In fact, the odds of dying in a commercial airline crash are about 1 in 11 million, compared to say, dying from a lightning strike. Those odds are 1 in 138,849. Flying is safe. Period.

The US Department of Transportation regulates all commercial transportation modes to ensure public safety. Airlines, Amtrak, freight railroads, and the trucking industry. After all, millions of large trucks share the roads with motorists, usually within 4 or 5 feet of our cars.

But trucking’s safety record is nowhere close to airlines.

  • Since 2010, 46,682 people died in large truck crashes. (Source: NTSA)
  • Another 1.3 million were injured. (Source: NTSA)
  • Ninety-four percent (94%) of trucking companies don’t even have a DOT safety rating. (Source: FMCSA)

Like airlines, the trucking industry has an absolute duty to protect the public. This extends to all truck drivers, other motorists, passengers, pedestrians, construction workers, cyclists, and all road users.

First Duty: Eliminate Large Truck Crash Fatalities

Trucking company owners must continuously prioritize safe driving practices. As Steve Williams, chairman/CEO of Maverick USA, and cofounder of the Trucking Alliance, frequently says, “We must make sure our drivers are properly trained, well-rested and drug and alcohol-free.”

Truck drivers deliver almost all the products we purchase. But there’s no way to rationalize that almost 5,000 truck crash deaths occur every year in the process. Trucking’s public duty should be to eliminate crash fatalities. Higher safety standards and emerging technologies can make it possible to achieve that goal.

Public opinion creates public policy. How aggressively the industry commits to achieving zero traffic deaths could ultimately determine how well trucking fares in the future.

Second Duty: Compensate Crash Victims

Nothing automatically entitles a person to own a trucking company. In fact, the US Congress, back in 1985, set the bar high for that privilege. Trucking company owners were required to have a $750,000 minimum financial worth or to post insurance in that amount, in order to operate in interstate commerce. Congress set this amount for one reason – so the company would meet its’ public duty and if at fault, have enough dollars to compensate crash victims.

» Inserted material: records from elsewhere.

//! Recognition Service Layer
//!
//! Talks to the remote character-recognition service over HTTP. The model
//! itself, preprocessing, and inference all live on the service; this layer
//! only moves images there and text back.

pub mod client;
pub mod protocol;

use async_trait::async_trait;
use serde::{Deserialize, Serialize};
use std::fmt;
use std::path::Path;
use std::str::FromStr;
use thiserror::Error;

pub use client::RecognitionClient;

/// Model variants the service can switch between
#[derive(Debug, Clone, Copy, PartialEq, Eq, Hash, Default, Serialize, Deserialize)]
pub enum ModelKind {
    #[default]
    #[serde(rename = "CNN")]
    Cnn,
    #[serde(rename = "SVM")]
    Svm,
}

impl ModelKind {
    pub const ALL: [ModelKind; 2] = [ModelKind::Cnn, ModelKind::Svm];

    /// Identifier used on the wire
    pub fn as_str(&self) -> &'static str {
        match self {
            ModelKind::Cnn => "CNN",
            ModelKind::Svm => "SVM",
        }
    }

    /// Short description for the settings view
    pub fn description(&self) -> &'static str {
        match self {
            ModelKind::Cnn => "Convolutional network (2 conv layers + 1 dense)",
            ModelKind::Svm => "SVM over CNN + HOG features",
        }
    }
}

impl fmt::Display for ModelKind {
    fn fmt(&self, f: &mut fmt::Formatter<'_>) -> fmt::Result {
        f.write_str(self.as_str())
    }
}

impl FromStr for ModelKind {
    type Err = String;

    fn from_str(s: &str) -> Result<Self, Self::Err> {
        match s.trim().to_ascii_uppercase().as_str() {
            "CNN" => Ok(ModelKind::Cnn),
            "SVM" => Ok(ModelKind::Svm),
            other => Err(format!("Unknown model '{}', expected CNN or SVM", other)),
        }
    }
}

/// Where the submitted image came from
#[derive(Debug, Clone, Copy, PartialEq, Eq, Default, Serialize, Deserialize)]
#[serde(rename_all = "lowercase")]
pub enum ImageSource {
    #[default]
    Camera,
    Drawing,
}

impl ImageSource {
    pub fn as_str(&self) -> &'static str {
        match self {
            ImageSource::Camera => "camera",
            ImageSource::Drawing => "drawing",
        }
    }
}

impl FromStr for ImageSource {
    type Err = String;

    fn from_str(s: &str) -> Result<Self, Self::Err> {
        match s.trim().to_ascii_lowercase().as_str() {
            "camera" => Ok(ImageSource::Camera),
            "drawing" => Ok(ImageSource::Drawing),
            other => Err(format!("Unknown source '{}', expected camera or drawing", other)),
        }
    }
}

/// Per-request options, captured when a request is dispatched
#[derive(Debug, Clone, Copy, PartialEq, Eq, Serialize, Deserialize)]
#[serde(rename_all = "camelCase")]
pub struct RecognitionConfig {
    pub enhance_image: bool,
    pub post_process: bool,
    pub model: ModelKind,
}

impl Default for RecognitionConfig {
    fn default() -> Self {
        Self {
            enhance_image: true,
            post_process: true,
            model: ModelKind::Cnn,
        }
    }
}

/// Text returned by the service for one image
#[derive(Debug, Clone, PartialEq)]
pub struct Recognition {
    pub text: String,
    pub confidence: Option<f32>,
    pub class_index: Option<i64>,
}

/// Result of a health check
#[derive(Debug, Clone, Default, PartialEq)]
pub struct ServiceHealth {
    /// Service answered and reported itself healthy
    pub reachable: bool,
    /// Model the service currently has active
    pub current_model: Option<ModelKind>,
    pub model_loaded: Option<bool>,
}

impl ServiceHealth {
    pub fn unreachable() -> Self {
        Self::default()
    }
}

#[derive(Debug, Error)]
pub enum RecognitionError {
    #[error("Failed to read image: {0}")]
    Io(#[from] std::io::Error),
    #[error("Could not reach recognition service: {0}")]
    Transport(#[from] reqwest::Error),
    #[error("Unexpected response from recognition service (HTTP {status}): {body}")]
    MalformedResponse { status: u16, body: String },
    #[error("{0}")]
    Service(String),
}

impl RecognitionError {
    /// Generic message used when the service fails without saying why
    pub const UNKNOWN_FAILURE: &'static str = "Unknown error occurred";

    /// Whether trying again later might succeed
    pub fn is_retryable(&self) -> bool {
        matches!(
            self,
            RecognitionError::Transport(_) | RecognitionError::MalformedResponse { .. }
        )
    }
}

/// Operations the UI needs from a recognition backend
#[async_trait]
pub trait RecognitionService: Send + Sync {
    /// Query the status endpoint. Never fails; an unreachable service
    /// reports `reachable: false`.
    async fn health(&self) -> ServiceHealth;

    /// Ask the service to activate `model`, returning the model it reports
    /// as active afterwards
    async fn load_model(&self, model: ModelKind) -> Result<Option<ModelKind>, RecognitionError>;

    /// Recognize the image stored at `image`
    async fn recognize(
        &self,
        image: &Path,
        config: &RecognitionConfig,
        source: ImageSource,
    ) -> Result<Recognition, RecognitionError>;
}
//! Dashboard application entry point

use eframe::egui;
use parking_lot::RwLock;
use std::sync::Arc;
use tracing::{debug, info};

use crate::app::{self as coordinator, ServiceCoordinator};
use crate::dashboard::components::{render_banners, render_sidebar};
use crate::dashboard::state::{DashboardState, DashboardView};
use crate::dashboard::theme;
use crate::dashboard::views::{
    render_details_view, render_history_view, render_scan_view, render_settings_view,
};
use crate::shared::{ServiceCommand, SharedAppState};

/// The main dashboard application
pub struct DashboardApp {
    /// Shared application state
    shared_state: Arc<RwLock<SharedAppState>>,
    /// Dashboard-specific state
    dashboard_state: DashboardState,
    /// Runs service requests off the UI thread
    coordinator: ServiceCoordinator,
    /// Whether theme has been applied
    theme_applied: bool,
    /// Whether the startup health check was sent
    started: bool,
    /// Window focus at the previous frame
    was_focused: bool,
}

impl DashboardApp {
    /// Create a new dashboard application
    pub fn new(shared_state: Arc<RwLock<SharedAppState>>, coordinator: ServiceCoordinator) -> Self {
        Self {
            shared_state,
            dashboard_state: DashboardState::default(),
            coordinator,
            theme_applied: false,
            started: false,
            was_focused: true,
        }
    }

    /// Create eframe options for the dashboard window
    pub fn options() -> eframe::NativeOptions {
        eframe::NativeOptions {
            viewport: egui::ViewportBuilder::default()
                .with_inner_size([1000.0, 720.0])
                .with_min_inner_size([720.0, 520.0])
                .with_title("GlyphScan")
                .with_drag_and_drop(true),
            ..Default::default()
        }
    }
}

impl eframe::App for DashboardApp {
    fn update(&mut self, ctx: &egui::Context, _frame: &mut eframe::Frame) {
        // Apply theme once
        if !self.theme_applied {
            theme::apply_theme(ctx);
            self.theme_applied = true;
        }

        if !self.started {
            self.coordinator.set_repaint_context(ctx.clone());
            self.shared_state.write().runtime.request(ServiceCommand::CheckHealth);
            self.started = true;
        }

        self.handle_focus_change(ctx);

        // Process commands from UI and results from the service
        self.process_service_events();
        coordinator::process_commands(&mut self.shared_state.write(), &self.coordinator);

        self.save_settings_if_changed();

        let history_len = self.shared_state.read().history.len();

        // Sidebar panel
        egui::SidePanel::left("sidebar")
            .resizable(false)
            .default_width(180.0)
            .show(ctx, |ui| {
                render_sidebar(ui, &mut self.dashboard_state.current_view, history_len);
            });

        // Main content panel
        egui::CentralPanel::default().show(ctx, |ui| {
            // Add padding around content
            egui::Frame::none()
                .inner_margin(24.0)
                .show(ui, |ui| {
                    render_banners(ui, &mut self.shared_state.write().runtime);

                    let navigate = match self.dashboard_state.current_view {
                        DashboardView::Scan => {
                            render_scan_view(ui, &mut self.dashboard_state.scan, &self.shared_state);
                            None
                        }
                        DashboardView::History => render_history_view(
                            ui,
                            &mut self.dashboard_state.history,
                            &self.shared_state,
                        ),
                        DashboardView::Details => render_details_view(ui, &self.shared_state),
                        DashboardView::Settings => {
                            render_settings_view(
                                ui,
                                &mut self.dashboard_state.settings,
                                &self.shared_state,
                            );
                            None
                        }
                    };

                    if let Some(view) = navigate {
                        self.dashboard_state.current_view = view;
                    }
                });
        });
    }
}

impl DashboardApp {
    /// Apply finished service work to the shared state
    fn process_service_events(&mut self) {
        let events = self.coordinator.try_events();
        if events.is_empty() {
            return;
        }

        let mut state = self.shared_state.write();
        for event in events {
            coordinator::apply_event(&mut state, event, coordinator::now_millis());
        }

        // Show the new result on the scan view
        if let Some(result) = state.runtime.last_recognition.take() {
            let scan_id = result.scan_id.clone();
            if !self.dashboard_state.scan.accept_result(result) {
                debug!("Scan {} finished after its image left the scan view", scan_id);
            }
        }
    }

    /// Re-read settings and service health when the window comes back
    fn handle_focus_change(&mut self, ctx: &egui::Context) {
        let focused = ctx.input(|i| i.viewport().focused).unwrap_or(true);
        if focused && !self.was_focused {
            info!("Window focused, refreshing settings and service status");
            let mut state = self.shared_state.write();
            if state.reload_config() {
                self.dashboard_state.settings.server_url_input = None;
            }
            state.runtime.request(ServiceCommand::CheckHealth);
        }
        self.was_focused = focused;
    }

    /// Write the config file after an edit in the settings view
    fn save_settings_if_changed(&mut self) {
        if self.dashboard_state.settings.has_unsaved_changes {
            self.shared_state.read().save_config();
            self.dashboard_state.settings.has_unsaved_changes = false;
        }
    }
}

/// Run the dashboard application
pub fn run_dashboard(
    shared_state: Arc<RwLock<SharedAppState>>,
    coordinator: ServiceCoordinator,
) -> Result<(), eframe::Error> {
    let app = DashboardApp::new(shared_state, coordinator);
    eframe::run_native(
        "GlyphScan",
        DashboardApp::options(),
        Box::new(|cc| {
            egui_extras::install_image_loaders(&cc.egui_ctx);
            Ok(Box::new(app))
        }),
    )
}
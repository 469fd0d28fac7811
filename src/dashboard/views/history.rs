//! History view - past scans, newest first

use egui::{RichText, Sense};
use parking_lot::RwLock;
use std::sync::Arc;

use crate::dashboard::state::{DashboardView, HistoryViewState};
use crate::dashboard::theme::{action_button, card_frame, ThemeColors};
use crate::dashboard::views::image_uri;
use crate::shared::format::{format_date, truncate_text, PREVIEW_CHARS};
use crate::shared::SharedAppState;
use crate::storage::Scan;

enum CardAction {
    Open(String),
    Copy(String),
    Delete(String),
}

/// Render the history view
///
/// Returns the view to navigate to, if any.
pub fn render_history_view(
    ui: &mut egui::Ui,
    view_state: &mut HistoryViewState,
    shared_state: &Arc<RwLock<SharedAppState>>,
) -> Option<DashboardView> {
    let (scans, is_empty) = {
        let state = shared_state.read();
        (state.history.scans().to_vec(), state.history.is_empty())
    };

    ui.horizontal(|ui| {
        ui.heading(RichText::new("History").size(24.0).strong());
        ui.with_layout(egui::Layout::right_to_left(egui::Align::Center), |ui| {
            if ui
                .add_enabled(!is_empty, egui::Button::new("Clear all"))
                .clicked()
            {
                view_state.confirm_clear = true;
            }
        });
    });
    ui.add_space(8.0);
    ui.label(
        RichText::new(format!("{} scans", scans.len()))
            .size(14.0)
            .color(ThemeColors::TEXT_SECONDARY),
    );
    ui.add_space(16.0);

    if view_state.confirm_clear {
        render_clear_confirmation(ui, view_state, shared_state, scans.len());
        ui.add_space(16.0);
    }

    if is_empty {
        ui.add_space(48.0);
        ui.vertical_centered(|ui| {
            ui.label(RichText::new("No scans yet").size(18.0).color(ThemeColors::TEXT_SECONDARY));
            ui.add_space(8.0);
            ui.label(
                RichText::new("Recognized images will show up here")
                    .size(13.0)
                    .color(ThemeColors::TEXT_MUTED),
            );
        });
        return None;
    }

    let mut action = None;
    egui::ScrollArea::vertical().show(ui, |ui| {
        for scan in &scans {
            if let Some(a) = scan_card(ui, scan) {
                action = Some(a);
            }
            ui.add_space(8.0);
        }
    });

    match action? {
        CardAction::Open(id) => {
            shared_state.write().history.select(Some(&id));
            Some(DashboardView::Details)
        }
        CardAction::Copy(text) => {
            ui.ctx().copy_text(text);
            None
        }
        CardAction::Delete(id) => {
            shared_state.write().history.remove(&id);
            None
        }
    }
}

fn scan_card(ui: &mut egui::Ui, scan: &Scan) -> Option<CardAction> {
    let mut action = None;

    let response = card_frame()
        .show(ui, |ui| {
            ui.set_width(ui.available_width());
            ui.horizontal(|ui| {
                ui.add(
                    egui::Image::new(image_uri(scan.image_path()))
                        .fit_to_exact_size(egui::vec2(64.0, 64.0))
                        .rounding(egui::Rounding::same(4.0)),
                );
                ui.add_space(12.0);

                ui.vertical(|ui| {
                    ui.label(
                        RichText::new(format_date(scan.created_at))
                            .size(12.0)
                            .color(ThemeColors::TEXT_MUTED),
                    );
                    ui.add_space(4.0);
                    ui.label(
                        RichText::new(truncate_text(&scan.extracted_text, PREVIEW_CHARS))
                            .size(16.0)
                            .color(ThemeColors::TEXT_PRIMARY),
                    );
                });

                ui.with_layout(egui::Layout::right_to_left(egui::Align::Center), |ui| {
                    if ui.small_button("Delete").clicked() {
                        action = Some(CardAction::Delete(scan.id.clone()));
                    }
                    if ui.small_button("Copy").clicked() {
                        action = Some(CardAction::Copy(scan.extracted_text.clone()));
                    }
                });
            });
        })
        .response;

    if action.is_none() && response.interact(Sense::click()).clicked() {
        action = Some(CardAction::Open(scan.id.clone()));
    }
    action
}

fn render_clear_confirmation(
    ui: &mut egui::Ui,
    view_state: &mut HistoryViewState,
    shared_state: &Arc<RwLock<SharedAppState>>,
    count: usize,
) {
    card_frame().show(ui, |ui| {
        ui.label(
            RichText::new(format!("Delete all {} scans? This cannot be undone.", count))
                .color(ThemeColors::TEXT_PRIMARY),
        );
        ui.add_space(12.0);
        ui.horizontal(|ui| {
            if ui.add(action_button("Clear all", ThemeColors::ACCENT_ERROR)).clicked() {
                shared_state.write().history.clear_all();
                view_state.confirm_clear = false;
            }
            ui.add_space(8.0);
            if ui.button("Cancel").clicked() {
                view_state.confirm_clear = false;
            }
        });
    });
}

Congress hasn’t increased that amount in 40 years. Adjusted for inflation, the minimum financial worth required to operate in interstate commerce should be $2.1 million. But to save money, almost all trucking company owners only purchased the minimum insurance amount set back in 1985.

When trucking companies cause a catastrophic crash, there are frequently not enough dollars to cover victims’ damages. The industry is underinsured and failing to meet its duty to the public.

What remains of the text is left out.